For children to grow, develop and learn, they must be healthy and safe. They rely on adults to protect them. Families trust you to keep their children safe. Essential indoor safety practices include providing supervision during routine care, play, and learning, and maintaining caregiver-to-child ratios.

Objectives
  • Describe how ratios and supervision keep infants and toddlers safe in indoor environments.
  • Identify yourPUBLIC Program’s ratio and supervision requirements.
  • Apply the information from this lesson and yourPUBLIC Program’s requirements to promote safety.

Learn

Know

Your first priority is to keep the children in your care safe from harm, though it is not as easy as it might sound. Infants and toddlers rely entirely on you to keep them safe. The younger the child, the more dependent they are on the adults around them. While they are learning about what is safe and what is not, it will be a while before they are able to stay safe without your constant attention. Therefore, you must provide active indoor supervision all day, every day.

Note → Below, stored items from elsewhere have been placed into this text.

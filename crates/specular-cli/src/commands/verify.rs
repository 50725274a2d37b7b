use clap::Args;
use specular_approval::QuorumChecker;
use specular_approval::TrustStore;
use specular_attestation::AttestationVerifier;
use specular_core::bundle::{ExtractLimits, ValidationMode, Validator};
use std::path::PathBuf;

#[derive(Args)]
pub struct VerifyArgs {
    /// Bundle to verify.
    bundle: PathBuf,
    /// Trust store describing which keys may approve which roles.
    #[arg(long)]
    trust_store: Option<PathBuf>,
    /// PEM-encoded P-256 public key used to verify the attestation.
    #[arg(long)]
    attestation_key: Option<PathBuf>,
    /// Stop on the first error instead of collecting every finding.
    #[arg(long)]
    strict: bool,
}

pub fn run(args: VerifyArgs) -> anyhow::Result<()> {
    let trust = match &args.trust_store {
        Some(path) => TrustStore::load(path)?,
        None => TrustStore::default(),
    };
    let approval_checker = QuorumChecker::new(trust);

    let attestation_checker = match &args.attestation_key {
        Some(path) => Some(AttestationVerifier {
            public_key_pem: std::fs::read_to_string(path)?,
            ttl: chrono::Duration::days(365),
        }),
        None => None,
    };

    let mode = if args.strict {
        ValidationMode::Strict
    } else {
        ValidationMode::Aggregate
    };

    let (result, _guard) = Validator::verify(
        &args.bundle,
        ExtractLimits::default(),
        mode,
        Some(&approval_checker),
        attestation_checker.as_ref().map(|a| a as &dyn specular_core::bundle::validator::AttestationChecker),
    );

    println!("checksum_valid={} approvals_valid={} attestation_valid={}",
        result.checksum_valid, result.approvals_valid, result.attestation_valid);
    for error in &result.errors {
        eprintln!("error: {error}");
    }

    if result.valid {
        Ok(())
    } else {
        anyhow::bail!("bundle failed verification with {} error(s)", result.errors.len());
    }
}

Utilizing primary care-giving supports active supervision. Assigning a primary group of infants or toddlers to you and your teaching partner creates a smaller group of children, which makes supervision easier. Even though you are assigned specific children for the purposes of continuity of care, all teachers in a classroom provide assistance in supervising all the children in the room.

Ratios

Good ratios optimize care and help keep infants and toddlers safe. Your program's ratios must be maintained at all times. Follow your program's procedures for contacting your administrator if you need emergency help in order to maintain ratios.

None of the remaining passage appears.